▶ **DIRECTIONS FOR THIS TASK**:
Transcribe the entries below without alteration.

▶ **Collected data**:
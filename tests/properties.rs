//! Property tests for engine invariants.
//!
//! 1. Settlement: no SELL executes while a position is unsellable
//! 2. Indicators are deterministic for identical input
//! 3. Simulated trades never peak past the lookahead horizon
//! 4. Short inputs produce an all-empty signal series

mod common;

use common::*;
use proptest::prelude::*;
use tradecycle::config::{DecisionConfig, IndicatorConfig, SimulationConfig};
use tradecycle::indicators::{compute_indicators, IndicatorSeries};
use tradecycle::models::SignalState;
use tradecycle::positions::{Action, Decision, PositionBook, PositionState};
use tradecycle::scoring::DecisionScores;
use tradecycle::simulator::run_backtest;
use tradecycle::{EngineConfig, StrategyRegistry};

#[derive(Debug, Clone)]
enum BookOp {
    Buy(f64),
    Advance(usize),
    SellRequest(f64),
    ForcedSell(f64),
}

fn arb_op() -> impl Strategy<Value = BookOp> {
    prop_oneof![
        (5.0..50.0_f64).prop_map(BookOp::Buy),
        (0usize..3).prop_map(BookOp::Advance),
        (1.0..60.0_f64).prop_map(BookOp::SellRequest),
        (1.0..60.0_f64).prop_map(BookOp::ForcedSell),
    ]
}

fn arb_state() -> impl Strategy<Value = SignalState> {
    prop_oneof![
        6 => Just(SignalState::Empty),
        1 => Just(SignalState::Flag),
        1 => Just(SignalState::Pre),
        1 => Just(SignalState::Mid),
        1 => Just(SignalState::Post),
    ]
}

// ── 1. Settlement ────────────────────────────────────────────────────

proptest! {
    #[test]
    fn no_sell_while_unsellable(ops in prop::collection::vec(arb_op(), 1..60)) {
        let mut book = PositionBook::new(100_000.0, DecisionConfig::default());
        let mut today = 0usize;
        book.advance_to(day(today));
        let strong = DecisionScores::new(90.0, 90.0, 10.0);
        let weak = DecisionScores::new(10.0, 10.0, 90.0);

        for op in ops {
            let before = book.state("AAA");
            match op {
                BookOp::Buy(price) => {
                    let decision = book.decide("AAA", price, &strong);
                    if decision.action == Action::Buy {
                        book.execute(&decision, price).unwrap();
                        prop_assert_eq!(book.state("AAA"), PositionState::HeldUnsellable);
                    }
                }
                BookOp::Advance(days) => {
                    today += days;
                    book.advance_to(day(today));
                }
                BookOp::SellRequest(price) => {
                    let decision = book.request_sell("AAA", price, &weak).unwrap();
                    if before == PositionState::HeldUnsellable {
                        prop_assert_ne!(decision.action, Action::Sell);
                        prop_assert_eq!(book.state("AAA"), PositionState::HeldUnsellable);
                    }
                }
                BookOp::ForcedSell(price) => {
                    let forced = Decision {
                        instrument_id: "AAA".to_string(),
                        date: book.current_date(),
                        action: Action::Sell,
                        reason: "forced".to_string(),
                        position_fraction: 0.0,
                        state: before,
                    };
                    let result = book.execute(&forced, price);
                    if before == PositionState::HeldUnsellable {
                        prop_assert!(result.is_err());
                        prop_assert!(book.position("AAA").is_some());
                    }
                }
            }
            if let Some(position) = book.position("AAA") {
                if position.sellable {
                    prop_assert!(Some(position.entry_date) < book.current_date());
                }
            }
        }
    }
}

// ── 2. Determinism ───────────────────────────────────────────────────

proptest! {
    #[test]
    fn indicators_are_deterministic(seed in any::<u64>(), n in 2usize..120) {
        let bars = random_walk(seed, n, 50.0);
        let config = IndicatorConfig::default();
        let first = compute_indicators(&bars, &config).unwrap();
        let second = compute_indicators(&bars, &config).unwrap();
        prop_assert_eq!(first.len(), n);
        for name in first.channel_names() {
            let a = first.channel(name).unwrap();
            let b = second.channel(name).unwrap();
            let a_bits: Vec<Option<u64>> = a.iter().map(|v| v.map(f64::to_bits)).collect();
            let b_bits: Vec<Option<u64>> = b.iter().map(|v| v.map(f64::to_bits)).collect();
            prop_assert_eq!(a_bits, b_bits, "channel {}", name);
        }
    }
}

// ── 3. Horizon bound ─────────────────────────────────────────────────

proptest! {
    #[test]
    fn days_to_peak_within_horizon(
        seed in any::<u64>(),
        states in prop::collection::vec(arb_state(), 20..120),
        horizon in 1usize..40,
        target in 0.5..15.0_f64,
    ) {
        let bars = random_walk(seed, states.len(), 30.0);
        let config = SimulationConfig {
            max_lookahead_days: horizon,
            profit_target_pct: target,
            ..SimulationConfig::default()
        };
        let report = run_backtest(&bars, &states, &config).unwrap();
        for trade in &report.trades {
            prop_assert!(trade.days_to_peak <= horizon);
            if let Some(exit) = trade.days_to_exit {
                prop_assert!(exit <= horizon);
            }
        }
        prop_assert_eq!(report.trades.len() + report.excluded.len(), report.cycles.len());
    }
}

// ── 4. Short input ───────────────────────────────────────────────────

proptest! {
    #[test]
    fn short_input_yields_empty_series(seed in any::<u64>(), shortfall in 1usize..10) {
        let registry = StrategyRegistry::with_builtin();
        let config = EngineConfig::default();
        for id in registry.ids() {
            let strategy = registry.get(&id).unwrap();
            let params = registry.resolve_params(&id, &config).unwrap();
            let required = strategy.required_minimum_bars(&params);
            let n = required.saturating_sub(shortfall);
            let bars = random_walk(seed, n, 40.0);
            let indicators = compute_indicators(&bars, &config.indicators)
                .unwrap_or_else(|_| IndicatorSeries::new(n));
            let evaluation = strategy.evaluate(&bars, &indicators, &params).unwrap();
            prop_assert_eq!(evaluation.signals.len(), n);
            prop_assert!(evaluation.signals.iter().all(|s| s.is_empty()), "{} signalled", id);
        }
    }
}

▶ **REPLY TO THE TASK**:
filename tests/properties.rs
//! Property tests for engine invariants.
//!
//! 1. Settlement: no SELL executes while a position is unsellable
//! 2. Indicators are deterministic for identical input
//! 3. Simulated trades never peak past the lookahead horizon
//! 4. Short inputs produce an all-empty signal series

mod common;

use common::*;
use proptest::prelude::*;
use tradecycle::config::{DecisionConfig, IndicatorConfig, SimulationConfig};
use tradecycle::indicators::{compute_indicators, IndicatorSeries};
use tradecycle::models::SignalState;
use tradecycle::positions::{Action, Decision, PositionBook, PositionState};
use tradecycle::scoring::DecisionScores;
use tradecycle::simulator::run_backtest;
use tradecycle::{EngineConfig, StrategyRegistry};

#[derive(Debug, Clone)]
enum BookOp {
    Buy(f64),
    Advance(usize),
    SellRequest(f64),
    ForcedSell(f64),
}

fn arb_op() -> impl Strategy<Value = BookOp> {
    prop_oneof![
        (5.0..50.0_f64).prop_map(BookOp::Buy),
        (0usize..3).prop_map(BookOp::Advance),
        (1.0..60.0_f64).prop_map(BookOp::SellRequest),
        (1.0..60.0_f64).prop_map(BookOp::ForcedSell),
    ]
}

fn arb_state() -> impl Strategy<Value = SignalState> {
    prop_oneof![
        6 => Just(SignalState::Empty),
        1 => Just(SignalState::Flag),
        1 => Just(SignalState::Pre),
        1 => Just(SignalState::Mid),
        1 => Just(SignalState::Post),
    ]
}

// ── 1. Settlement ────────────────────────────────────────────────────

proptest! {
    #[test]
    fn no_sell_while_unsellable(ops in prop::collection::vec(arb_op(), 1..60)) {
        let mut book = PositionBook::new(100_000.0, DecisionConfig::default());
        let mut today = 0usize;
        book.advance_to(day(today));
        let strong = DecisionScores::new(90.0, 90.0, 10.0);
        let weak = DecisionScores::new(10.0, 10.0, 90.0);

        for op in ops {
            let before = book.state("AAA");
            match op {
                BookOp::Buy(price) => {
                    let decision = book.decide("AAA", price, &strong);
                    if decision.action == Action::Buy {
                        book.execute(&decision, price).unwrap();
                        prop_assert_eq!(book.state("AAA"), PositionState::HeldUnsellable);
                    }
                }
                BookOp::Advance(days) => {
                    today += days;
                    book.advance_to(day(today));
                }
                BookOp::SellRequest(price) => {
                    let decision = book.request_sell("AAA", price, &weak).unwrap();
                    if before == PositionState::HeldUnsellable {
                        prop_assert_ne!(decision.action, Action::Sell);
                        prop_assert_eq!(book.state("AAA"), PositionState::HeldUnsellable);
                    }
                }
                BookOp::ForcedSell(price) => {
                    let forced = Decision {
                        instrument_id: "AAA".to_string(),
                        date: book.current_date(),
                        action: Action::Sell,
                        reason: "forced".to_string(),
                        position_fraction: 0.0,
                        state: before,
                    };
                    let result = book.execute(&forced, price);
                    if before == PositionState::HeldUnsellable {
                        prop_assert!(result.is_err());
                        prop_assert!(book.position("AAA").is_some());
                    }
                }
            }
            if let Some(position) = book.position("AAA") {
                if position.sellable {
                    prop_assert!(Some(position.entry_date) < book.current_date());
                }
            }
        }
    }
}

// ── 2. Determinism ───────────────────────────────────────────────────

proptest! {
    #[test]
    fn indicators_are_deterministic(seed in any::<u64>(), n in 2usize..120) {
        let bars = random_walk(seed, n, 50.0);
        let config = IndicatorConfig::default();
        let first = compute_indicators(&bars, &config).unwrap();
        let second = compute_indicators(&bars, &config).unwrap();
        prop_assert_eq!(first.len(), n);
        for name in first.channel_names() {
            let a = first.channel(name).unwrap();
            let b = second.channel(name).unwrap();
            let a_bits: Vec<Option<u64>> = a.iter().map(|v| v.map(f64::to_bits)).collect();
            let b_bits: Vec<Option<u64>> = b.iter().map(|v| v.map(f64::to_bits)).collect();
            prop_assert_eq!(a_bits, b_bits, "channel {}", name);
        }
    }
}

// ── 3. Horizon bound ─────────────────────────────────────────────────

proptest! {
    #[test]
    fn days_to_peak_within_horizon(
        seed in any::<u64>(),
        states in prop::collection::vec(arb_state(), 20..120),
        horizon in 1usize..40,
        target in 0.5..15.0_f64,
    ) {
        let bars = random_walk(seed, states.len(), 30.0);
        let config = SimulationConfig {
            max_lookahead_days: horizon,
            profit_target_pct: target,
            ..SimulationConfig::default()
        };
        let report = run_backtest(&bars, &states, &config).unwrap();
        for trade in &report.trades {
            prop_assert!(trade.days_to_peak <= horizon);
            if let Some(exit) = trade.days_to_exit {
                prop_assert!(exit <= horizon);
            }
        }
        prop_assert_eq!(report.trades.len() + report.excluded.len(), report.cycles.len());
    }
}

// ── 4. Short input ───────────────────────────────────────────────────

proptest! {
    #[test]
    fn short_input_yields_empty_series(seed in any::<u64>(), shortfall in 1usize..10) {
        let registry = StrategyRegistry::with_builtin();
        let config = EngineConfig::default();
        for id in registry.ids() {
            let strategy = registry.get(&id).unwrap();
            let params = registry.resolve_params(&id, &config).unwrap();
            let required = strategy.required_minimum_bars(&params);
            let n = required.saturating_sub(shortfall);
            let bars = random_walk(seed, n, 40.0);
            let indicators = compute_indicators(&bars, &config.indicators)
                .unwrap_or_else(|_| IndicatorSeries::new(n));
            let evaluation = strategy.evaluate(&bars, &indicators, &params).unwrap();
            prop_assert_eq!(evaluation.signals.len(), n);
            prop_assert!(evaluation.signals.iter().all(|s| s.is_empty()), "{} signalled", id);
        }
    }
}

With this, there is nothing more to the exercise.